Выздоровление графа Арнима позволило мне уехать из Вены и побудило короля воздержаться пока от своего намерения назначить меня преемником Арнима. Но если бы граф и не выздоровел, я неохотно занял бы его место, ибо уже тогда у меня было такое чувство, что мой образ действий во Франкфурте превратил меня в persona ingrata [лицо неприемлемое] в Вене. Я опасался, что со мной будут продолжать обходиться там, как с элементом враждебным, будут затруднять мне мою службу и постараются уронить меня во мнении берлинского двора, а достигнуть этого путем переписки между дворами было бы еще легче, если бы я остался в Вене, нежели [при моем возвращении] во Франкфурт.

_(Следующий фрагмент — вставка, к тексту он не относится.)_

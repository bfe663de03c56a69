use base64::engine::general_purpose::URL_SAFE_NO_PAD;
use base64::Engine;
use time::OffsetDateTime;
use wiremock::matchers::{method, path};
use wiremock::{Mock, MockServer, ResponseTemplate};

use entity::sea_orm_active_enums::SubscriptionStatus;
use substation::error::ApiError;
use substation::models::apple::StatusResponse;
use substation::services::app_store_client::{AppStoreClient, Environment, FallbackReason};
use substation::services::reconcile::{reconcile, ReconcileInput};
use substation::services::subscription_service::select_transaction;

use crate::test_signer;

const TX_REF: &str = "1000000123456789";

fn client(production: &MockServer, sandbox: &MockServer) -> AppStoreClient {
    AppStoreClient::new(test_signer(), 5_000)
        .unwrap()
        .with_base_urls(&production.uri(), &sandbox.uri())
}

fn inner_jws(json: &str) -> String {
    format!("hdr.{}.sig", URL_SAFE_NO_PAD.encode(json.as_bytes()))
}

/// A sandbox status body with one active transaction for the product.
fn sandbox_status_body(product_id: &str, now_ms: i64) -> serde_json::Value {
    let transaction = inner_jws(&format!(
        r#"{{"productId":"{}","purchaseDate":{},"expiresDate":{}}}"#,
        product_id,
        now_ms - 1_000,
        now_ms + 3_600_000
    ));
    serde_json::json!({
        "environment": "Sandbox",
        "bundleId": "com.example.app",
        "data": [{
            "subGroupIdentifier": "2070XXXX",
            "lastTransactions": [{
                "status": 1,
                "originalTransactionId": TX_REF,
                "signedTransactionInfo": transaction,
            }]
        }]
    })
}

fn now_ms() -> i64 {
    (OffsetDateTime::now_utc().unix_timestamp_nanos() / 1_000_000) as i64
}

#[tokio::test]
async fn production_404_falls_back_to_sandbox() {
    let production = MockServer::start().await;
    let sandbox = MockServer::start().await;
    let now = now_ms();

    Mock::given(method("GET"))
        .and(path(format!("/inApps/v1/subscriptions/{}", TX_REF)))
        .respond_with(ResponseTemplate::new(404))
        .expect(1)
        .mount(&production)
        .await;

    Mock::given(method("GET"))
        .and(path(format!("/inApps/v1/subscriptions/{}", TX_REF)))
        .respond_with(
            ResponseTemplate::new(200).set_body_json(sandbox_status_body("com.example.pro", now)),
        )
        .expect(1)
        .mount(&sandbox)
        .await;

    let fetch = client(&production, &sandbox)
        .fetch_subscription_statuses(TX_REF)
        .await
        .unwrap();

    assert_eq!(fetch.environment, Environment::Sandbox);
    assert_eq!(
        fetch.fallback_reason,
        Some(FallbackReason::ProductionNotFound)
    );

    // The sandbox payload reconciles to an active entitlement.
    let response: StatusResponse = serde_json::from_value(fetch.payload).unwrap();
    let selected = select_transaction(&response, Some("com.example.pro"))
        .unwrap()
        .unwrap();
    let entitlement = reconcile(ReconcileInput {
        now_ms: now,
        purchase_date_ms: selected.transaction.purchase_date,
        expires_date_ms: selected.transaction.expires_date,
        grace_expires_ms: None,
        trial_days: 0,
    });
    assert_eq!(entitlement.status, SubscriptionStatus::Active);
}

#[tokio::test]
async fn production_success_is_used_without_fallback() {
    let production = MockServer::start().await;
    let sandbox = MockServer::start().await;
    let now = now_ms();

    let mut body = sandbox_status_body("com.example.pro", now);
    body["environment"] = serde_json::json!("Production");

    Mock::given(method("GET"))
        .respond_with(ResponseTemplate::new(200).set_body_json(body))
        .expect(1)
        .mount(&production)
        .await;

    // Sandbox must never be contacted.
    Mock::given(method("GET"))
        .respond_with(ResponseTemplate::new(200))
        .expect(0)
        .mount(&sandbox)
        .await;

    let fetch = client(&production, &sandbox)
        .fetch_subscription_statuses(TX_REF)
        .await
        .unwrap();

    assert_eq!(fetch.environment, Environment::Production);
    assert!(fetch.fallback_reason.is_none());
}

#[tokio::test]
async fn credential_rejection_is_never_retried() {
    let production = MockServer::start().await;
    let sandbox = MockServer::start().await;

    Mock::given(method("GET"))
        .respond_with(ResponseTemplate::new(401))
        .expect(1)
        .mount(&production)
        .await;

    Mock::given(method("GET"))
        .respond_with(ResponseTemplate::new(200))
        .expect(0)
        .mount(&sandbox)
        .await;

    let err = client(&production, &sandbox)
        .fetch_subscription_statuses(TX_REF)
        .await
        .unwrap_err();

    assert!(matches!(err, ApiError::Unauthorized(_)));
}

#[tokio::test]
async fn sandbox_flavored_400_triggers_fallback() {
    let production = MockServer::start().await;
    let sandbox = MockServer::start().await;
    let now = now_ms();

    Mock::given(method("GET"))
        .respond_with(ResponseTemplate::new(400).set_body_json(serde_json::json!({
            "errorCode": 4040010,
            "errorMessage": "Transaction id belongs to the sandbox environment."
        })))
        .mount(&production)
        .await;

    Mock::given(method("GET"))
        .respond_with(
            ResponseTemplate::new(200).set_body_json(sandbox_status_body("com.example.pro", now)),
        )
        .mount(&sandbox)
        .await;

    let fetch = client(&production, &sandbox)
        .fetch_subscription_statuses(TX_REF)
        .await
        .unwrap();

    assert_eq!(fetch.environment, Environment::Sandbox);
    assert_eq!(
        fetch.fallback_reason,
        Some(FallbackReason::SandboxFlavoredError)
    );
}

#[tokio::test]
async fn both_environments_failing_is_an_upstream_error() {
    let production = MockServer::start().await;
    let sandbox = MockServer::start().await;

    Mock::given(method("GET"))
        .respond_with(ResponseTemplate::new(404))
        .mount(&production)
        .await;

    Mock::given(method("GET"))
        .respond_with(ResponseTemplate::new(500).set_body_string("sandbox down"))
        .mount(&sandbox)
        .await;

    let err = client(&production, &sandbox)
        .fetch_subscription_statuses(TX_REF)
        .await
        .unwrap_err();

    match err {
        ApiError::Upstream(detail) => {
            assert!(detail.contains("404"));
            assert!(detail.contains("500"));
        }
        other => panic!("expected Upstream error, got {:?}", other),
    }
}

#[tokio::test]
async fn requests_carry_a_signed_bearer_token() {
    let production = MockServer::start().await;
    let sandbox = MockServer::start().await;
    let now = now_ms();

    Mock::given(method("GET"))
        .and(wiremock::matchers::header_exists("authorization"))
        .respond_with(
            ResponseTemplate::new(200).set_body_json(sandbox_status_body("com.example.pro", now)),
        )
        .expect(1)
        .mount(&production)
        .await;

    client(&production, &sandbox)
        .fetch_subscription_statuses(TX_REF)
        .await
        .unwrap();
}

Мне припоминаются беседы о Вене, которые я впоследствии имел с глазу на глаз с королем во время продолжительных поездок по железной дороге. Я занимал тогда такую позицию: "Если ваше величество прикажете, я поеду туда, но – не по доброй воле; я уже навлек на себя недоброжелательство австрийского двора во Франкфурте, на службе у вашего величества, и если бы я получил назначение посланником в Вену, то у меня было бы такое чувство, что я выдан моим врагам. Каждое правительство с легкостью может повредить каждому аккредитованному при нем посланнику и пошатнуть его положение, прибегая к тем средствам, какие пускает в ход австрийская политика в Германии". Король обычно отвечал: "Приказывать я не хочу, вы должны отправиться туда добровольно и даже просить меня о том; ведь это высокая школа для вашего совершенствования в качестве дипломата, и вам следовало бы благодарить меня за то, что я беру заботу об этом на себя, зная, что вы того стоите".